SummaryThis is the first important school of economic thought, which included some of the best known economists of all times. Thanks to these authors, the study of economics became more of a science, instead of just a kind of philosophy. It took place from the late 18th century to the late 19th century.
Physiocracy is an eighteenth-century neologism from the Greek “physis,” nature, “kratia” authority: government of nature. It is the name that François Quesnay and his followers, the Physiocrats, gave in France from 1750 to the new science that saw in nature, especially in agriculture, the source of wealth. All useful and valuable things were generated, following the immutable natural order of economic and social relations studied by political economy.

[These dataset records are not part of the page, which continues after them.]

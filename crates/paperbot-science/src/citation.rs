use std::time::Duration;

use async_trait::async_trait;
use paperbot_core::config::CrossrefConfig;
use paperbot_core::models::{CitationRecord, doi_url};
use serde_json::Value;

use crate::error::{CitationError, Result};
use crate::formats::apa::{ApaFields, format_apa};
use crate::http::{HttpClient, HttpOptions};

/// Looks up bibliographic metadata for a DOI on the Crossref REST API.
pub struct CitationResolver {
    client: HttpClient,
    base_url: String,
}

impl CitationResolver {
    pub fn new(config: &CrossrefConfig) -> Result<Self> {
        let user_agent = match &config.polite_email {
            Some(email) => format!("paperbot/0.1 (mailto:{email})"),
            None => "paperbot/0.1".to_string(),
        };
        let client = HttpClient::new(HttpOptions {
            user_agent,
            timeout: Duration::from_secs(config.timeout_secs),
            ..HttpOptions::default()
        })?;
        Ok(Self {
            client,
            base_url: config.base_url.trim_end_matches('/').to_string(),
        })
    }

    pub fn with_base_url(base_url: &str) -> Result<Self> {
        Self::new(&CrossrefConfig {
            base_url: base_url.to_string(),
            ..CrossrefConfig::default()
        })
    }

    /// Resolve `doi` (bare, no scheme), reporting why it failed.
    pub async fn try_resolve(&self, doi: &str) -> std::result::Result<CitationRecord, CitationError> {
        let doi = doi.trim();
        let url = format!("{}/works/{}", self.base_url, doi);
        let val: Value = self.client.get_json(&url).await?;
        citation_from_json(doi, &val)
    }

    /// Resolve `doi`, degrading to an all-"Unknown" record on any failure.
    pub async fn resolve(&self, doi: &str) -> CitationRecord {
        match self.try_resolve(doi).await {
            Ok(record) => record,
            Err(e) => {
                tracing::warn!(doi, error = %e, "citation lookup failed");
                CitationRecord::unknown(doi)
            }
        }
    }
}

/// Source of citation metadata for the dispatcher. Never fails.
#[async_trait]
pub trait CitationLookup: Send + Sync {
    async fn lookup(&self, doi: &str) -> CitationRecord;
}

#[async_trait]
impl CitationLookup for CitationResolver {
    async fn lookup(&self, doi: &str) -> CitationRecord {
        self.resolve(doi).await
    }
}

fn citation_from_json(doi: &str, val: &Value) -> std::result::Result<CitationRecord, CitationError> {
    let item = val
        .get("message")
        .filter(|m| m.is_object())
        .ok_or_else(|| CitationError::MalformedResponse("missing `message` object".to_string()))?;

    let authors = item["author"]
        .as_array()
        .map(|list| {
            list.iter()
                .filter_map(author_name)
                .collect::<Vec<_>>()
                .join(", ")
        })
        .unwrap_or_default();
    let title = first_str(&item["title"]);
    let journal = first_str(&item["container-title"]);
    let year = item["created"]["date-parts"][0][0]
        .as_i64()
        .map(|y| y.to_string())
        .unwrap_or_default();
    let volume = string_field(&item["volume"]);
    let issue = string_field(&item["issue"]);
    let pages = string_field(&item["page"]);
    let doi = doi_url(doi);

    let apa_citation = format_apa(&ApaFields {
        authors: &authors,
        year: &year,
        title: &title,
        journal: &journal,
        volume: &volume,
        issue: &issue,
        pages: &pages,
        doi_url: &doi,
    });

    Ok(CitationRecord {
        authors,
        title,
        journal,
        year,
        volume,
        issue,
        pages,
        doi,
        apa_citation,
    })
}

fn author_name(author: &Value) -> Option<String> {
    let given = author["given"].as_str().unwrap_or("").trim();
    let family = author["family"].as_str().unwrap_or("").trim();
    let joined = format!("{given} {family}").trim().to_string();
    if !joined.is_empty() {
        return Some(joined);
    }
    author["name"].as_str().map(|n| n.trim().to_string())
}

fn first_str(v: &Value) -> String {
    v[0].as_str().unwrap_or("").trim().to_string()
}

fn string_field(v: &Value) -> String {
    match v {
        Value::String(s) => s.trim().to_string(),
        Value::Number(n) => n.to_string(),
        _ => String::new(),
    }
}

#[cfg(test)]
mod tests {
    use super::*;
    use mockito::Server;
    use paperbot_core::models::UNKNOWN;

    const WORK: &str = r#"{
        "status": "ok",
        "message": {
            "DOI": "10.1000/test",
            "title": ["T"],
            "author": [{"given": "A", "family": "B"}],
            "container-title": ["J"],
            "created": {"date-parts": [[2020, 3, 1]]},
            "volume": "5",
            "page": "1-10"
        }
    }"#;

    #[tokio::test]
    async fn resolves_and_formats_apa() {
        let mut server = Server::new_async().await;
        let _m = server
            .mock("GET", "/works/10.1000/test")
            .with_status(200)
            .with_header("content-type", "application/json")
            .with_body(WORK)
            .create_async()
            .await;

        let resolver = CitationResolver::with_base_url(&server.url()).unwrap();
        let c = resolver.try_resolve("10.1000/test").await.unwrap();

        assert_eq!(c.authors, "A B");
        assert_eq!(c.year, "2020");
        assert_eq!(c.issue, "");
        assert_eq!(c.doi, "https://doi.org/10.1000/test");
        assert_eq!(c.apa_citation, "A B (2020). T. *J*, *5*, 1-10. https://doi.org/10.1000/test");
    }

    #[tokio::test]
    async fn multiple_authors_are_comma_joined() {
        let mut server = Server::new_async().await;
        let _m = server
            .mock("GET", "/works/10.1000/two")
            .with_status(200)
            .with_body(
                r#"{"message": {"author": [
                    {"given": "Ada", "family": "Lovelace"},
                    {"given": "Charles", "family": "Babbage"},
                    {"name": "Engine Consortium"}
                ], "issue": "2"}}"#,
            )
            .create_async()
            .await;

        let resolver = CitationResolver::with_base_url(&server.url()).unwrap();
        let c = resolver.try_resolve("10.1000/two").await.unwrap();
        assert_eq!(c.authors, "Ada Lovelace, Charles Babbage, Engine Consortium");
        assert_eq!(c.issue, "2");
        assert_eq!(c.title, "");
    }

    #[tokio::test]
    async fn not_found_is_typed_and_resolve_degrades() {
        let mut server = Server::new_async().await;
        let _m = server
            .mock("GET", "/works/10.1000/missing")
            .with_status(404)
            .with_body("Resource not found.")
            .expect_at_least(1)
            .create_async()
            .await;

        let resolver = CitationResolver::with_base_url(&server.url()).unwrap();
        let err = resolver.try_resolve("10.1000/missing").await.unwrap_err();
        assert!(matches!(err, CitationError::NotFound(_)));

        let c = resolver.resolve("10.1000/missing").await;
        assert_eq!(c, CitationRecord::unknown("10.1000/missing"));
        assert_eq!(c.authors, UNKNOWN);
        assert_eq!(c.apa_citation, UNKNOWN);
    }

    #[tokio::test]
    async fn server_error_and_bad_json_degrade_to_unknown() {
        let mut server = Server::new_async().await;
        let _a = server
            .mock("GET", "/works/10.1000/down")
            .with_status(503)
            .create_async()
            .await;
        let _b = server
            .mock("GET", "/works/10.1000/garbled")
            .with_status(200)
            .with_body("<html>")
            .create_async()
            .await;

        let resolver = CitationResolver::with_base_url(&server.url()).unwrap();
        assert!(matches!(
            resolver.try_resolve("10.1000/down").await,
            Err(CitationError::ServiceUnavailable(_))
        ));
        assert!(matches!(
            resolver.try_resolve("10.1000/garbled").await,
            Err(CitationError::MalformedResponse(_))
        ));
        assert!(resolver.resolve("10.1000/down").await.is_unknown());
    }

    #[tokio::test]
    async fn unreachable_service_degrades_to_unknown() {
        let resolver = CitationResolver::with_base_url("http://127.0.0.1:9").unwrap();
        let c = resolver.resolve("10.1000/offline").await;
        assert!(c.is_unknown());
        assert_eq!(c.doi, "https://doi.org/10.1000/offline");
    }
}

The Physiocrats were popularly known as “the economists” and aroused the interest of Adam Smith in Economics. His philosophy regarding the role of government is summarized in the famous phrase: laissez faire, which basically means letting the economic equilibrium arise from free will, believing the economy to be self-regulating. The emphasis on agriculture was to despise the value of trade by not adding new value to what was created by farmers.

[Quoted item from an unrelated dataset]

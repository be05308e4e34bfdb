pub mod apa;

pub use apa::{ApaFields, format_apa};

Physiocracy coexisted with the main doctrine at that time, mercantilism. However, physiocracy had a few differentiating characteristics, such as the fact that it developed only in France, during a shorter period than mercantilism (only between 1750 and 1780), had a major intellectual leader, Quesnay, and developed a more analytical approach and models (such as Quesnay’s Tableau Économique), giving scientific status to the study of Economics.
Physiocracy and mercantilism also had some common characteristics, mainly the fact that they studied the economy (from its very core, the natural laws) in order to understand it, but also to formulate sound economic policies. This established the study and understanding of economy as a prerequisite in order to develop economic policies.